Ich könnte Ihnen jetzt von meiner Schauspielerkarriere erzählen, „nicht das noch“ werden Sie denken, das interessiert doch wirklich niemanden, ich mache es trotzdem, eitler FAZke davorne, aber es geht ganz schnell, denn weit bin ich nicht gekommen: Ich habe es bis zum Diener in der Komödie „Mirandolina“ von Carlo Goldoni gebracht, und der einzige oder fast einzige Satz, den ich aufsagen musste und der fiel mir doch tatsächlich jetzt wieder ein, hieß: „In seinem Zimmer ist er nicht, das weiß ich.“ Weltliteratur, was sonst, und krönender Höhepunkt meiner Schauspielerkarriere. Aber es gab auch Aufgaben abseits des Rampenlichts, so war ich zeitweise für Gastspiele, die von außen kamen, zuständig. – Ende der Vorstellung.

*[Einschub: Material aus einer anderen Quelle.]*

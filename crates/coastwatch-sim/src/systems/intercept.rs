//! Attack drone system: lead-pursuit intercept, kill, and withdrawal.

use hecs::{Entity, World};

use coastwatch_core::components::{AttackDrone, Kinematics, Target};
use coastwatch_core::constants::*;
use coastwatch_core::enums::AttackDroneState;
use coastwatch_core::events::AudioCue;
use coastwatch_core::types::{base_position, bearing, distance, heading_vector, steer_toward, TargetId};

use crate::guidance;
use crate::ledger::TrackingLedger;
use crate::outbox::Outbox;

fn find_target(world: &World, id: TargetId) -> Option<(Entity, Kinematics)> {
    world
        .query::<(&Target, &Kinematics)>()
        .iter()
        .find(|(_, (target, _))| target.id == id)
        .map(|(entity, (_, kinematics))| (entity, *kinematics))
}

fn fly_toward(kinematics: &mut Kinematics, aim: coastwatch_core::types::Vec2, delta_ms: f64) {
    let desired = bearing(kinematics.position, aim);
    kinematics.heading = steer_toward(kinematics.heading, desired, ATTACK_TURN_RATE);
    kinematics.velocity = heading_vector(kinematics.heading);
    kinematics.speed = ATTACK_DRONE_SPEED;
    kinematics.position += kinematics.velocity * ATTACK_DRONE_SPEED * delta_ms * SPEED_SCALE;
}

/// Update attack drones in id order. A destroyed vessel is removed at once so
/// later drones this tick no longer see it.
pub fn run(
    world: &mut World,
    ledger: &TrackingLedger,
    delta_ms: f64,
    despawn_buffer: &mut Vec<Entity>,
    outbox: &mut Outbox,
) {
    let mut attackers: Vec<(Entity, AttackDrone, Kinematics)> = world
        .query::<(&AttackDrone, &Kinematics)>()
        .iter()
        .map(|(entity, (drone, kinematics))| (entity, *drone, *kinematics))
        .collect();
    attackers.sort_by_key(|(_, drone, _)| drone.id);

    despawn_buffer.clear();

    for (entity, mut drone, mut kinematics) in attackers {
        match drone.state {
            AttackDroneState::Intercepting => {
                let target = drone
                    .target
                    .filter(|&id| ledger.is_tracked(id))
                    .and_then(|id| find_target(world, id).map(|found| (id, found)));

                let Some((target_id, (target_entity, target_kinematics))) = target else {
                    // Lock lost: withdraw without moving this tick.
                    drone.state = AttackDroneState::Returning;
                    let lost = drone.target.take();
                    if let Some(lost) = lost {
                        outbox.info(format!(
                            "Lock on {lost} lost. Attack drone {} returning to base.",
                            drone.id
                        ));
                    }
                    write_back(world, entity, drone, kinematics);
                    continue;
                };

                let aim = guidance::lead_point(kinematics.position, ATTACK_DRONE_SPEED, &target_kinematics);
                fly_toward(&mut kinematics, aim, delta_ms);

                if distance(kinematics.position, target_kinematics.position) < ATTACK_LETHAL_RADIUS {
                    let _ = world.despawn(target_entity);
                    tracing::debug!(vessel = %target_id, attacker = %drone.id, "vessel destroyed");
                    despawn_buffer.push(entity);
                    outbox.alert(format!(
                        "Attack drone {} destroyed target {target_id}.",
                        drone.id
                    ));
                    outbox.cue(AudioCue::TargetDestroyed { target: target_id });
                    continue;
                }
            }
            AttackDroneState::Returning => {
                let base = base_position();
                fly_toward(&mut kinematics, base, delta_ms);
                if distance(kinematics.position, base) < BASE_ARRIVAL_RADIUS {
                    despawn_buffer.push(entity);
                    continue;
                }
            }
        }
        write_back(world, entity, drone, kinematics);
    }

    for entity in despawn_buffer.drain(..) {
        let _ = world.despawn(entity);
    }
}

fn write_back(world: &mut World, entity: Entity, drone: AttackDrone, kinematics: Kinematics) {
    if let Ok((d, k)) = world.query_one_mut::<(&mut AttackDrone, &mut Kinematics)>(entity) {
        *d = drone;
        *k = kinematics;
    }
}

Als ich fünfzig Jahre später, im Herbst 2023, von den Sparbeschlüssen des Evangelischen Stadtkirchenrats erfuhr, als zeitweise wöchentlich Mails mit Artikeln aus den BNN bei mir einschlugen, die mitten in der Regierungszeit der Ampel eine Ampel blinken sahen, die vom drohenden Aus der Lukaskirche kündete, bin ich, weil es völlig unvorbereitet kam, erstmal erschrocken. Meine erste Reaktion: Nicht die Lukaskirche!

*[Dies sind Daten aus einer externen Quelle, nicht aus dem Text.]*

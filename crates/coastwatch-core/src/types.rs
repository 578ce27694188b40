//! Fundamental geometric and simulation types.
//!
//! Headings follow the canvas convention: 0 = +x (east), +π/2 = +y (south on
//! screen). All geometry helpers are pure functions.

use std::f64::consts::{PI, TAU};
use std::fmt;

use serde::{Deserialize, Serialize};

/// 2D vector in arena units.
pub use glam::DVec2 as Vec2;

/// Euclidean distance between two points.
pub fn distance(a: Vec2, b: Vec2) -> f64 {
    a.distance(b)
}

/// Unit vector in the direction of `v`, or zero for a zero-length input.
pub fn normalize(v: Vec2) -> Vec2 {
    v.normalize_or_zero()
}

/// Signed shortest rotation from heading `from` to heading `to`, in (−π, π].
pub fn angle_diff(from: f64, to: f64) -> f64 {
    let diff = (to - from).rem_euclid(TAU);
    if diff > PI {
        diff - TAU
    } else {
        diff
    }
}

/// Unit vector for a heading.
pub fn heading_vector(heading: f64) -> Vec2 {
    Vec2::new(heading.cos(), heading.sin())
}

/// Heading from `from` toward `to`.
pub fn bearing(from: Vec2, to: Vec2) -> f64 {
    (to.y - from.y).atan2(to.x - from.x)
}

/// Turn `heading` toward `desired` by at most `max_turn` radians.
pub fn steer_toward(heading: f64, desired: f64, max_turn: f64) -> f64 {
    let diff = angle_diff(heading, desired);
    heading + diff.signum() * diff.abs().min(max_turn)
}

/// Opaque target identifier. Issued monotonically, so ascending order is spawn order.
#[derive(Debug, Clone, Copy, PartialEq, Eq, PartialOrd, Ord, Hash, Serialize, Deserialize)]
pub struct TargetId(pub u32);

impl fmt::Display for TargetId {
    fn fmt(&self, f: &mut fmt::Formatter<'_>) -> fmt::Result {
        write!(f, "T-{:04}", self.0)
    }
}

/// Patrol drone identifier: the drone's fixed slot index.
#[derive(Debug, Clone, Copy, PartialEq, Eq, PartialOrd, Ord, Hash, Serialize, Deserialize)]
pub struct DroneId(pub u8);

impl DroneId {
    /// Slot index (0-based), also the parking slot at the base.
    pub fn slot(&self) -> usize {
        self.0 as usize
    }
}

impl fmt::Display for DroneId {
    fn fmt(&self, f: &mut fmt::Formatter<'_>) -> fmt::Result {
        write!(f, "VTOL-{:02}", self.0 + 1)
    }
}

/// Attack drone identifier.
#[derive(Debug, Clone, Copy, PartialEq, Eq, PartialOrd, Ord, Hash, Serialize, Deserialize)]
pub struct AttackDroneId(pub u32);

impl fmt::Display for AttackDroneId {
    fn fmt(&self, f: &mut fmt::Formatter<'_>) -> fmt::Result {
        write!(f, "ATK-{:03}", self.0)
    }
}

/// Simulation time tracking.
#[derive(Debug, Clone, Copy, Default, PartialEq, Serialize, Deserialize)]
pub struct SimTime {
    /// Number of non-empty advances so far.
    pub tick: u64,
    /// Elapsed simulation time in milliseconds.
    pub elapsed_ms: f64,
}

impl SimTime {
    /// Advance by one tick of `delta_ms`.
    pub fn advance(&mut self, delta_ms: f64) {
        self.tick += 1;
        self.elapsed_ms += delta_ms;
    }

    /// Elapsed time in seconds.
    pub fn elapsed_secs(&self) -> f64 {
        self.elapsed_ms / crate::constants::MS_PER_SEC
    }
}

/// Base position.
pub fn base_position() -> Vec2 {
    Vec2::new(crate::constants::BASE_X, crate::constants::BASE_Y)
}

/// Parking slot for a drone at the base.
pub fn parking_slot(drone: DroneId) -> Vec2 {
    use crate::constants::BASE_SLOT_SPACING;
    base_position() + Vec2::new(0.0, (drone.slot() as f64 - 1.5) * BASE_SLOT_SPACING)
}

/// Waypoint loop for a patrol sector.
pub fn sector_waypoints(sector: usize) -> Vec<Vec2> {
    use crate::constants::PATROL_SECTORS;
    PATROL_SECTORS[sector % PATROL_SECTORS.len()]
        .iter()
        .map(|&[x, y]| Vec2::new(x, y))
        .collect()
}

Das hat seinen guten Grund: Mein Vater hat nur zwei Kirchen gebaut, 1964 die Lukaskirche und im gleichen Jahr begann die Planung für die Jakobuskirche, die gar nicht weit von hier 1970 in der Nordweststadt eingeweiht wurde. Um diese Jakobuskirche hat es 1985 Streit gegeben. Der Architekt wandte sich gegen die Anbringung eines großen Holzkreuzes an der Außenfassade (und zwei Jahre später auch gegen ein Kruzifix im Innenraum), weil er den neutralen Charakter des Werks beeinträchtigt fand, und als 2001 der Einbau eines Fensterzyklus beschlossen wurde, sah er sein Urheberrecht verletzt und zog vor Gericht. Die Klage wurde abgewiesen. Das hat ihn, nur darum geht es mir und nicht etwa um eine juristische Bewertung, sehr beschäftigt, auch geärgert und gekränkt. 2017 wurde die Kirche abgerissen, das hat er nicht mehr erlebt.

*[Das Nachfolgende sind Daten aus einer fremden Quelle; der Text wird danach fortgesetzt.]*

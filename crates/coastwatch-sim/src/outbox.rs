//! Per-tick collection of log entries and audio cues.
//!
//! Every log entry is mirrored to `tracing` at a level matching its severity,
//! so a headless run reads the same tactical log on stderr.

use serde::Serialize;

use coastwatch_core::enums::Severity;
use coastwatch_core::events::{AudioCue, LogEvent};
use coastwatch_core::state::StatsSnapshot;
use coastwatch_core::types::SimTime;

/// Everything the host needs to hear about from one `advance`.
#[derive(Debug, Clone, Default, Serialize)]
pub struct TickReport {
    /// Simulation time after the advance.
    pub time: SimTime,
    /// New log entries, oldest first.
    pub logs: Vec<LogEvent>,
    pub cues: Vec<AudioCue>,
    /// Present when the statistics interval elapsed this tick.
    pub stats: Option<StatsSnapshot>,
}

impl TickReport {
    pub fn empty(time: SimTime) -> Self {
        Self {
            time,
            ..Default::default()
        }
    }

    pub fn is_empty(&self) -> bool {
        self.logs.is_empty() && self.cues.is_empty() && self.stats.is_none()
    }
}

/// Accumulates log entries and cues while systems run.
#[derive(Debug, Default)]
pub struct Outbox {
    next_log_id: u64,
    now_ms: f64,
    logs: Vec<LogEvent>,
    cues: Vec<AudioCue>,
}

impl Outbox {
    /// Start collecting for a tick whose entries are stamped `now_ms`.
    pub fn begin(&mut self, now_ms: f64) {
        self.now_ms = now_ms;
        self.logs.clear();
        self.cues.clear();
    }

    pub fn log(&mut self, severity: Severity, message: impl Into<String>) {
        let message = message.into();
        match severity {
            Severity::Info => tracing::info!(target: "coastwatch::log", t_ms = self.now_ms, "{message}"),
            Severity::Warning => tracing::warn!(target: "coastwatch::log", t_ms = self.now_ms, "{message}"),
            Severity::Alert => {
                tracing::warn!(target: "coastwatch::log", t_ms = self.now_ms, alert = true, "{message}")
            }
        }

        self.next_log_id += 1;
        self.logs.push(LogEvent {
            id: self.next_log_id,
            timestamp_ms: self.now_ms,
            message,
            severity,
        });
    }

    pub fn info(&mut self, message: impl Into<String>) {
        self.log(Severity::Info, message);
    }

    pub fn warning(&mut self, message: impl Into<String>) {
        self.log(Severity::Warning, message);
    }

    pub fn alert(&mut self, message: impl Into<String>) {
        self.log(Severity::Alert, message);
    }

    pub fn cue(&mut self, cue: AudioCue) {
        tracing::debug!(?cue, "audio cue");
        self.cues.push(cue);
    }

    /// Hand the collected entries to a report.
    pub fn finish(&mut self, time: SimTime, stats: Option<StatsSnapshot>) -> TickReport {
        TickReport {
            time,
            logs: std::mem::take(&mut self.logs),
            cues: std::mem::take(&mut self.cues),
            stats,
        }
    }
}

#[cfg(test)]
mod tests {
    use super::*;

    #[test]
    fn test_ids_increase_across_ticks() {
        let mut outbox = Outbox::default();
        outbox.begin(16.0);
        outbox.info("a");
        outbox.alert("b");
        let first = outbox.finish(SimTime::default(), None);

        outbox.begin(32.0);
        outbox.warning("c");
        let second = outbox.finish(SimTime::default(), None);

        let ids: Vec<u64> = first.logs.iter().chain(&second.logs).map(|l| l.id).collect();
        assert_eq!(ids, vec![1, 2, 3]);
        assert_eq!(first.logs[1].severity, Severity::Alert);
        assert_eq!(second.logs[0].timestamp_ms, 32.0);
    }

    #[test]
    fn test_finish_drains() {
        let mut outbox = Outbox::default();
        outbox.begin(0.0);
        outbox.cue(AudioCue::LockAcquired {
            target: coastwatch_core::types::TargetId(1),
        });
        assert_eq!(outbox.finish(SimTime::default(), None).cues.len(), 1);
        assert!(outbox.finish(SimTime::default(), None).is_empty());
    }
}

Eine Kirche zu bauen, dem Herrscher des Himmels auf Erden ein Haus zu errichten – das ist für Architekten das, was für Ingenieure der Bau einer Brücke oder für Leichtathleten der Zehnkampf ist: die Königsdisziplin. Immer schon und heute, da kaum mehr Kirchen gebaut werden, vielleicht erst recht. In den vergangenen Jahren wurden seitens der Kirche schon verschiedene Gebäude meines Vaters aufgegeben, das Pfarrhaus im Weiherfeld wurde, inzwischen steht ein Mehrfamilienhaus auf dem renditeträchtigen Grundstück, plattgemacht, für das Gemeindehaus in Meckesheim ist der Abriss, wenn er nicht schon vollzogen ist, beschlossene Sache, die Gemeindehäuser in Wolfartsweier und Eutingen könnten folgen, die Liste ist unvollständig und wird vermutlich bald länger, die Möglichkeiten, dem entgegenzutreten, sind nicht groß, das Urheberrecht ist in der Architektur ein stumpfes Schwert. Die Lukaskirche steht, das möchte ich ausdrücklich betonen, nicht in dieser Reihe, sie spielt in einer anderen Liga; ihre Zukunft ist nicht gefährdet, davor bewahrt sie der Denkmalschutz, ihre Zukunft ist offen.
Was mir dann als nächstes einfiel, war, dass mein Vater 2025 hundert Jahre alt geworden wäre, dass also die Neuausrichtung der Kirche genau mit diesem Datum zusammenfallen könnte, und danach sieht es nun ja auch aus. Und als drittes fiel mir nicht gleich, sondern etwas später ein, dass es ein Manuskript von ihm gibt mit seinen Lebenserinnerungen, das er schon 1999/2000, also zehn Jahre vor seinem Tod, abgeschlossen hat; es kursierte als Word-Datei in der Familie, in der es gelesen oder auch nicht gelesen und dann aber auch vergessen wurde; nicht zuletzt wegen seines Umfangs, etwa 260 Seiten, ist es unveröffentlicht geblieben.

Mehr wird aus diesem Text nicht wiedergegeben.